Animated film credits include Felix the Cat: The Movie as the Professor, and Grumper, Roger Klotz, various voices in Doug's 1st Movie, and various voices in Osmosis Jones, directed by Bobby and Peter Farrelly.

Phillips has provided voice work for a number of video games, including Grand Theft Auto III, Max Payne 1 & Max Payne 2: The Fall of Max Payne, Mafia: The City of Lost Heaven, Red Dead Revolver, Alone in the Dark and Neverwinter Nights 2.

His voice has appeared on TV and radio commercials for Cartoon Network, Nickelodeon, Comedy Central, Comcast, Honey Nut Cheerios, eBay, Rolaids, Arby's, Cocoa Puffs, Miller Lite, Lucky Charms, New York Lottery, Cingular, FedEx and Pepto-Bismol.

He appeared in the Denis Leary specials No Cure for Cancer, Lock 'n Load, and Douchebags and Donuts, and directed and appeared in the off-Broadway version of No Cure for Cancer.
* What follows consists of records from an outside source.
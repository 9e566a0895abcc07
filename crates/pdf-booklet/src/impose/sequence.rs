//! Final slot sequencing

use crate::layout::PageSlot;

/// Concatenate composed signatures in signature order.
///
/// Earlier signatures are printed first and sit outside later ones, so no
/// slot ever moves across a signature boundary.
pub fn assemble(composed: Vec<Vec<PageSlot>>) -> Vec<PageSlot> {
    composed.into_iter().flatten().collect()
}

/// Split a print-ordered slot sequence into printed faces (one output page each)
pub fn faces(slots: &[PageSlot]) -> Vec<&[PageSlot]> {
    slots
        .chunk_by(|a, b| {
            a.signature_index == b.signature_index
                && a.sheet_index == b.sheet_index
                && a.face == b.face
        })
        .collect()
}

#[cfg(test)]
mod tests {
    use super::*;
    use crate::layout::{GridPosition, SheetSide, SlotSource};

    fn slot(page: u32, signature_index: usize, face: SheetSide) -> PageSlot {
        PageSlot {
            source: SlotSource::Page(page),
            signature_index,
            sheet_index: 0,
            face,
            grid_pos: GridPosition::new(0, 0),
        }
    }

    #[test]
    fn test_assemble_keeps_signature_order() {
        let first = vec![slot(1, 0, SheetSide::Front), slot(2, 0, SheetSide::Back)];
        let second = vec![slot(3, 1, SheetSide::Front), slot(4, 1, SheetSide::Back)];
        let pages: Vec<_> = assemble(vec![first, second])
            .iter()
            .filter_map(PageSlot::page)
            .collect();
        assert_eq!(pages, vec![1, 2, 3, 4]);
    }

    #[test]
    fn test_faces_split_on_face_and_signature() {
        let slots = vec![
            slot(1, 0, SheetSide::Front),
            slot(3, 0, SheetSide::Front),
            slot(2, 0, SheetSide::Back),
            slot(4, 0, SheetSide::Back),
            slot(5, 1, SheetSide::Front),
        ];
        let grouped = faces(&slots);
        assert_eq!(grouped.len(), 3);
        assert_eq!(grouped[0].len(), 2);
        assert_eq!(grouped[2][0].page(), Some(5));
    }

    #[test]
    fn test_assemble_empty() {
        assert!(assemble(Vec::new()).is_empty());
    }
}
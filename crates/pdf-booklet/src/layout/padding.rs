//! Sheet and signature capacity, blank padding

use super::SlotSource;
use crate::config::ImpositionConfig;
use crate::constants::SIDES_PER_SHEET;
use crate::types::NUp;
use std::collections::BTreeSet;

/// Pages printed on one physical sheet (front and back)
pub fn sheet_capacity(nup: NUp) -> usize {
    nup.count() * SIDES_PER_SHEET
}

/// How many pages one signature may hold
#[derive(Debug, Clone, Copy, PartialEq, Eq)]
pub enum SignatureCapacity {
    /// Every sheet nests into a single signature
    Unbounded,
    /// Signatures hold at most this many pages (always whole sheets)
    Pages(usize),
}

/// Signature capacity for a configuration.
///
/// Saddle-stitch styles nest any number of sheets unless multifolio caps the
/// signature at `folio_size` sheets. Perfect-bound sheets are cut and stacked,
/// so each sheet is its own signature.
pub fn signature_capacity(config: &ImpositionConfig) -> SignatureCapacity {
    let sheet = sheet_capacity(config.nup);
    if !config.style.is_nestable() {
        return SignatureCapacity::Pages(sheet);
    }
    match config.folio_size {
        Some(sheets) => SignatureCapacity::Pages(sheets.saturating_mul(sheet)),
        None => SignatureCapacity::Unbounded,
    }
}

/// Smallest multiple of `sheet_capacity` that holds `page_count` pages
pub fn padded_count(page_count: usize, sheet_capacity: usize) -> usize {
    page_count.div_ceil(sheet_capacity) * sheet_capacity
}

/// Lay out the requested pages in ascending order and append blanks up to a
/// whole number of sheets.
pub fn pad(pages: &BTreeSet<u32>, sheet_capacity: usize) -> Vec<SlotSource> {
    let total = padded_count(pages.len(), sheet_capacity);
    let mut padded = Vec::with_capacity(total);
    padded.extend(pages.iter().map(|&number| SlotSource::Page(number)));
    padded.resize(total, SlotSource::Blank);
    padded
}

#[cfg(test)]
mod tests {
    use super::*;
    use crate::config::resolve;

    #[test]
    fn test_sheet_capacity() {
        assert_eq!(sheet_capacity(NUp::Two), 4);
        assert_eq!(sheet_capacity(NUp::Four), 8);
        assert_eq!(sheet_capacity(NUp::Six), 12);
        assert_eq!(sheet_capacity(NUp::Eight), 16);
    }

    #[test]
    fn test_padded_count() {
        assert_eq!(padded_count(0, 8), 0);
        assert_eq!(padded_count(1, 8), 8);
        assert_eq!(padded_count(8, 8), 8);
        assert_eq!(padded_count(9, 8), 16);
        assert_eq!(padded_count(13, 12), 24);
    }

    #[test]
    fn test_pad_appends_blanks_after_highest_page() {
        let pages: BTreeSet<u32> = [9, 2, 5].into_iter().collect();
        let padded = pad(&pages, 4);
        assert_eq!(
            padded,
            vec![
                SlotSource::Page(2),
                SlotSource::Page(5),
                SlotSource::Page(9),
                SlotSource::Blank,
            ]
        );
    }

    #[test]
    fn test_pad_full_sheet_adds_nothing() {
        let pages: BTreeSet<u32> = (1..=8).collect();
        let padded = pad(&pages, 8);
        assert_eq!(padded.len(), 8);
        assert!(padded.iter().all(|slot| !slot.is_blank()));
    }

    #[test]
    fn test_signature_capacity_policy() {
        let booklet = resolve(4, "btype:booklet", None).unwrap();
        assert_eq!(signature_capacity(&booklet), SignatureCapacity::Unbounded);

        let advanced = resolve(4, "btype:bookletadvanced", None).unwrap();
        assert_eq!(signature_capacity(&advanced), SignatureCapacity::Unbounded);

        let perfect = resolve(4, "btype:perfectbound", None).unwrap();
        assert_eq!(signature_capacity(&perfect), SignatureCapacity::Pages(8));

        let folios = resolve(2, "multifolio:on, foliosize:3", None).unwrap();
        assert_eq!(signature_capacity(&folios), SignatureCapacity::Pages(12));
    }
}
//! Order composition
//!
//! Maps the pages of one signature onto physical print slots.
//!
//! Every style is built from the classic 2-up saddle-stitch *pair*: for an
//! `n`-page signature, pair `k` holds the two pages that share one half of a
//! folded sheet side.
//!
//! ```text
//! n = 8 (1-based pages)      pair 0: 8 1   pair 1: 2 7   pair 2: 6 3   pair 3: 4 5
//! ```
//!
//! Each (style, n-up) rule places pairs into the rows of a sheet's front and
//! back face. Two transforms follow: short-edge binding turns the back face
//! 180°, and top-fold booklets read the face grid column by column.

use crate::config::ImpositionConfig;
use crate::layout::{FaceGrid, PageSlot, SheetSide, Signature, sheet_capacity};
use crate::types::{BindingEdge, BookletStyle, NUp};

/// Page positions (0-based within the signature) on both faces of a sheet
#[derive(Debug, Clone, PartialEq, Eq)]
struct SheetFaces {
    /// Grid the faces are printed on
    grid: FaceGrid,
    front: Vec<usize>,
    back: Vec<usize>,
}

/// Saddle-stitch pair `k` of an `n`-page signature, left page first.
///
/// Even pairs lie on a front face with the higher page on the left; odd pairs
/// lie on a back face with the lower page on the left.
fn pair(k: usize, n: usize) -> [usize; 2] {
    if k % 2 == 0 {
        [n - 1 - k, k]
    } else {
        [k, n - 1 - k]
    }
}

fn turned([left, right]: [usize; 2]) -> [usize; 2] {
    [right, left]
}

/// Compose one signature into print slots, sheet by sheet, front before back.
pub fn compose(signature: &Signature, config: &ImpositionConfig) -> Vec<PageSlot> {
    let n = signature.len();
    let sheets = signature.sheet_count(sheet_capacity(config.nup));
    let mut slots = Vec::with_capacity(n);

    for sheet in 0..sheets {
        let faces = sheet_faces(config, sheet, n);
        for (face, positions) in [(SheetSide::Front, faces.front), (SheetSide::Back, faces.back)] {
            slots.extend(positions.into_iter().enumerate().map(|(cell, position)| PageSlot {
                source: signature.pages[position],
                signature_index: signature.index,
                sheet_index: sheet,
                face,
                grid_pos: faces.grid.position(cell),
            }));
        }
    }

    log::trace!(
        "composed signature {} ({} pages, {} sheets)",
        signature.index,
        n,
        sheets
    );
    slots
}

/// Both faces of sheet `sheet` in an `n`-page signature, as printed
fn sheet_faces(config: &ImpositionConfig, sheet: usize, n: usize) -> SheetFaces {
    let grid = FaceGrid::for_config(config);
    let (front, mut back) = match (config.style, config.nup) {
        (BookletStyle::PerfectBound, _) => perfect_bound_faces(grid, sheet),
        (BookletStyle::Advanced, _) => advanced_faces(sheet, n),
        (_, NUp::Eight) => saddle_eight_up_faces(sheet, n),
        (_, nup) => saddle_faces(nup, sheet, n),
    };

    // Flipping on the short edge turns the back face upside down
    if config.binding == BindingEdge::Short {
        back.reverse();
    }

    if config.style == BookletStyle::SimpleTopfold {
        return SheetFaces {
            grid: grid.transposed(),
            front: grid.transpose(&front),
            back: grid.transpose(&back),
        };
    }

    SheetFaces { grid, front, back }
}

/// 2-, 4- and 6-up saddle stitch: one pair per row, pairs taken in order and
/// alternating between front and back faces.
fn saddle_faces(nup: NUp, sheet: usize, n: usize) -> (Vec<usize>, Vec<usize>) {
    let cells = nup.count();
    let first = cells * sheet;
    let face = |side: usize| -> Vec<usize> {
        (0..cells / 2)
            .flat_map(|row| {
                let cell_pair = pair(first + 2 * row + side, n);
                // The lower row of a 4-up sheet is printed head-down
                if nup == NUp::Four && row == 1 {
                    turned(cell_pair)
                } else {
                    cell_pair
                }
            })
            .collect()
    };
    (face(0), face(1))
}

/// 8-up saddle stitch: each 2x4 row interleaves two pairs so the second fold
/// brings the halves of both pairs together.
fn saddle_eight_up_faces(sheet: usize, n: usize) -> (Vec<usize>, Vec<usize>) {
    let mut front = Vec::with_capacity(8);
    let mut back = Vec::with_capacity(8);
    for row in 0..2 {
        let k = 8 * sheet + 4 * row;

        let [outer_left, outer_right] = pair(k, n);
        let [inner_left, inner_right] = pair(k + 2, n);
        front.extend([outer_right, inner_left, outer_left, inner_right]);

        let [outer_left, outer_right] = pair(k + 1, n);
        let [inner_left, inner_right] = pair(k + 3, n);
        back.extend([inner_right, outer_left, inner_left, outer_right]);
    }
    (front, back)
}

/// Advanced 4-up: the upper halves of all sheets carry the outer pairs, the
/// lower halves carry the middle of the booklet. After one cut the lower stack
/// is nested inside the upper one.
fn advanced_faces(sheet: usize, n: usize) -> (Vec<usize>, Vec<usize>) {
    let middle = n / 2;
    let front = pair(2 * sheet, n)
        .into_iter()
        .chain(turned(pair(middle - 1 - 2 * sheet, n)))
        .collect();
    let back = pair(2 * sheet + 1, n)
        .into_iter()
        .chain(turned(pair(middle - 2 - 2 * sheet, n)))
        .collect();
    (front, back)
}

/// Perfect bound: every cell holds one leaf. The front shows the leaf's odd
/// page, the back shows its even page behind it, mirrored across the sheet.
fn perfect_bound_faces(grid: FaceGrid, sheet: usize) -> (Vec<usize>, Vec<usize>) {
    let first = sheet * 2 * grid.cell_count();
    let leaf = |row: usize, col: usize| first + 2 * (row * grid.cols + col);

    let mut front = Vec::with_capacity(grid.cell_count());
    let mut back = Vec::with_capacity(grid.cell_count());
    for row in 0..grid.rows {
        for col in 0..grid.cols {
            front.push(leaf(row, col));
            back.push(leaf(row, grid.cols - 1 - col) + 1);
        }
    }
    (front, back)
}

#[cfg(test)]
mod tests {
    use super::*;
    use crate::config::resolve;
    use crate::layout::{GridPosition, SlotSource};

    fn signature(count: u32) -> Signature {
        Signature {
            index: 0,
            pages: (1..=count).map(SlotSource::Page).collect(),
        }
    }

    fn order(nup: usize, descriptor: &str, count: u32) -> Vec<u32> {
        let config = resolve(nup, descriptor, None).unwrap();
        compose(&signature(count), &config)
            .iter()
            .map(|slot| slot.page().unwrap())
            .collect()
    }

    #[test]
    fn test_pairs() {
        assert_eq!(pair(0, 8), [7, 0]);
        assert_eq!(pair(1, 8), [1, 6]);
        assert_eq!(pair(2, 8), [5, 2]);
        assert_eq!(pair(3, 8), [3, 4]);
    }

    #[test]
    fn test_two_up_booklet() {
        assert_eq!(
            order(2, "papersize:A4L", 8),
            vec![8, 1, 2, 7, 6, 3, 4, 5]
        );
    }

    #[test]
    fn test_two_up_short_edge_turns_back() {
        assert_eq!(order(2, "papersize:A4, binding:long", 4), vec![4, 1, 2, 3]);
        assert_eq!(order(2, "papersize:A4L, binding:short", 4), vec![4, 1, 3, 2]);
        // Portrait + short is a top fold; a single row reads the same transposed
        assert_eq!(order(2, "papersize:A4, binding:short", 4), vec![4, 1, 3, 2]);
    }

    #[test]
    fn test_advanced_multisheet_nests_lower_stack() {
        assert_eq!(
            order(4, "btype:bookletadvanced", 16),
            vec![16, 1, 9, 8, 2, 15, 7, 10, 14, 3, 11, 6, 4, 13, 5, 12]
        );
    }

    #[test]
    fn test_topfold_grid_positions_are_transposed() {
        let config = resolve(2, "papersize:A5, binding:short", None).unwrap();
        let slots = compose(&signature(4), &config);
        assert_eq!(slots[0].grid_pos, GridPosition::new(0, 0));
        assert_eq!(slots[1].grid_pos, GridPosition::new(1, 0));
    }

    #[test]
    fn test_slot_metadata() {
        let config = resolve(4, "btype:booklet", None).unwrap();
        let slots = compose(&signature(16), &config);
        assert_eq!(slots.len(), 16);
        assert_eq!(slots[0].sheet_index, 0);
        assert_eq!(slots[0].face, SheetSide::Front);
        assert_eq!(slots[4].face, SheetSide::Back);
        assert_eq!(slots[3].grid_pos, GridPosition::new(1, 1));
        assert_eq!(slots[8].sheet_index, 1);
        assert_eq!(slots[8].face, SheetSide::Front);
    }

    #[test]
    fn test_every_position_used_once() {
        let cases = [
            (2, "btype:booklet", 12),
            (4, "btype:booklet", 24),
            (4, "btype:booklet, binding:short", 24),
            (4, "btype:bookletadvanced", 32),
            (6, "btype:booklet", 36),
            (8, "btype:booklet", 48),
            (2, "btype:perfectbound", 4),
            (4, "btype:perfectbound", 8),
            (8, "btype:perfectbound", 16),
        ];
        for (nup, descriptor, count) in cases {
            let mut pages = order(nup, descriptor, count);
            pages.sort_unstable();
            assert_eq!(pages, (1..=count).collect::<Vec<_>>(), "{nup}-up {descriptor}");
        }
    }
}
He was in Leary's holiday special Merry F %$in' Christmas for Comedy Central, wrote and produced the title song and was co-author of the book of the same name. Phillips writes all of Leary's songs with him and produces his CDs. He has received a platinum album for the single "Asshole" and a gold record for No Cure for Cancer.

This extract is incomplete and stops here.